BRIEF ▸
The answer must be a single number: the count of lines in these records that hold "OutcomeStore".
--- START ---
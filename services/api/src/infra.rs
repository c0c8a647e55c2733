use metrics_exporter_prometheus::PrometheusHandle;
use soc_assist::calibration::{GroundTruth, IncidentId, ResolvedOutcome};
use soc_assist::engine::{AnswerSet, EngineConfig};
use soc_assist::error::AppError;
use soc_assist::triage::{OutcomeRepository, RepositoryError};
use std::collections::HashMap;
use std::path::Path;
use std::sync::atomic::AtomicBool;
use std::sync::{Arc, Mutex, MutexGuard};
use tracing::info;

#[derive(Clone)]
pub(crate) struct AppState {
    pub(crate) readiness: Arc<AtomicBool>,
    pub(crate) metrics: Arc<PrometheusHandle>,
}

/// Process-local incident store standing in for the external one.
#[derive(Default, Clone)]
pub(crate) struct InMemoryOutcomeRepository {
    store: Arc<Mutex<OutcomeStore>>,
}

#[derive(Default)]
struct OutcomeStore {
    records: Vec<ResolvedOutcome>,
    index: HashMap<IncidentId, usize>,
}

impl InMemoryOutcomeRepository {
    pub(crate) fn with_history(outcomes: Vec<ResolvedOutcome>) -> Result<Self, RepositoryError> {
        let repository = Self::default();
        for outcome in outcomes {
            repository.insert(outcome)?;
        }
        Ok(repository)
    }

    fn lock(&self) -> Result<MutexGuard<'_, OutcomeStore>, RepositoryError> {
        self.store
            .lock()
            .map_err(|_| RepositoryError::Unavailable("outcome store poisoned".to_string()))
    }
}

impl OutcomeRepository for InMemoryOutcomeRepository {
    fn insert(&self, outcome: ResolvedOutcome) -> Result<ResolvedOutcome, RepositoryError> {
        let mut store = self.lock()?;
        if store.index.contains_key(&outcome.incident_id) {
            return Err(RepositoryError::Conflict);
        }
        let position = store.records.len();
        store.index.insert(outcome.incident_id.clone(), position);
        store.records.push(outcome.clone());
        Ok(outcome)
    }

    fn fetch(&self, id: &IncidentId) -> Result<Option<ResolvedOutcome>, RepositoryError> {
        let store = self.lock()?;
        Ok(store
            .index
            .get(id)
            .and_then(|&position| store.records.get(position).cloned()))
    }

    fn resolve(
        &self,
        id: &IncidentId,
        resolution: Option<GroundTruth>,
    ) -> Result<ResolvedOutcome, RepositoryError> {
        let mut store = self.lock()?;
        let position = *store.index.get(id).ok_or(RepositoryError::NotFound)?;
        let outcome = store
            .records
            .get_mut(position)
            .ok_or(RepositoryError::NotFound)?;
        outcome.resolution = resolution;
        Ok(outcome.clone())
    }

    fn history(&self) -> Result<Vec<ResolvedOutcome>, RepositoryError> {
        Ok(self.lock()?.records.clone())
    }
}

/// Loads the engine document at `path`, or the embedded default when absent.
pub(crate) fn load_engine_config(path: Option<&Path>) -> Result<EngineConfig, AppError> {
    let config = match path {
        Some(path) => {
            info!(path = %path.display(), "loading engine configuration");
            EngineConfig::load(path)?
        }
        None => EngineConfig::embedded_default()?,
    };
    Ok(config)
}

/// Parses a `question=option` pair from the command line.
pub(crate) fn parse_answer(raw: &str) -> Result<(String, String), String> {
    let (question, option) = raw
        .split_once('=')
        .ok_or_else(|| format!("expected QUESTION=OPTION, got '{raw}'"))?;
    let (question, option) = (question.trim(), option.trim());
    if question.is_empty() || option.is_empty() {
        return Err(format!("expected QUESTION=OPTION, got '{raw}'"));
    }
    Ok((question.to_string(), option.to_string()))
}

/// Reads an answer set from a JSON object file (`{"question": "option", ...}`).
pub(crate) fn read_answer_file(path: &Path) -> Result<AnswerSet, AppError> {
    let raw = std::fs::read_to_string(path)?;
    serde_json::from_str(&raw).map_err(|err| {
        AppError::Io(std::io::Error::new(
            std::io::ErrorKind::InvalidData,
            format!("{}: {err}", path.display()),
        ))
    })
}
--- END ---
REPLY TO THE EXERCISE ▸
3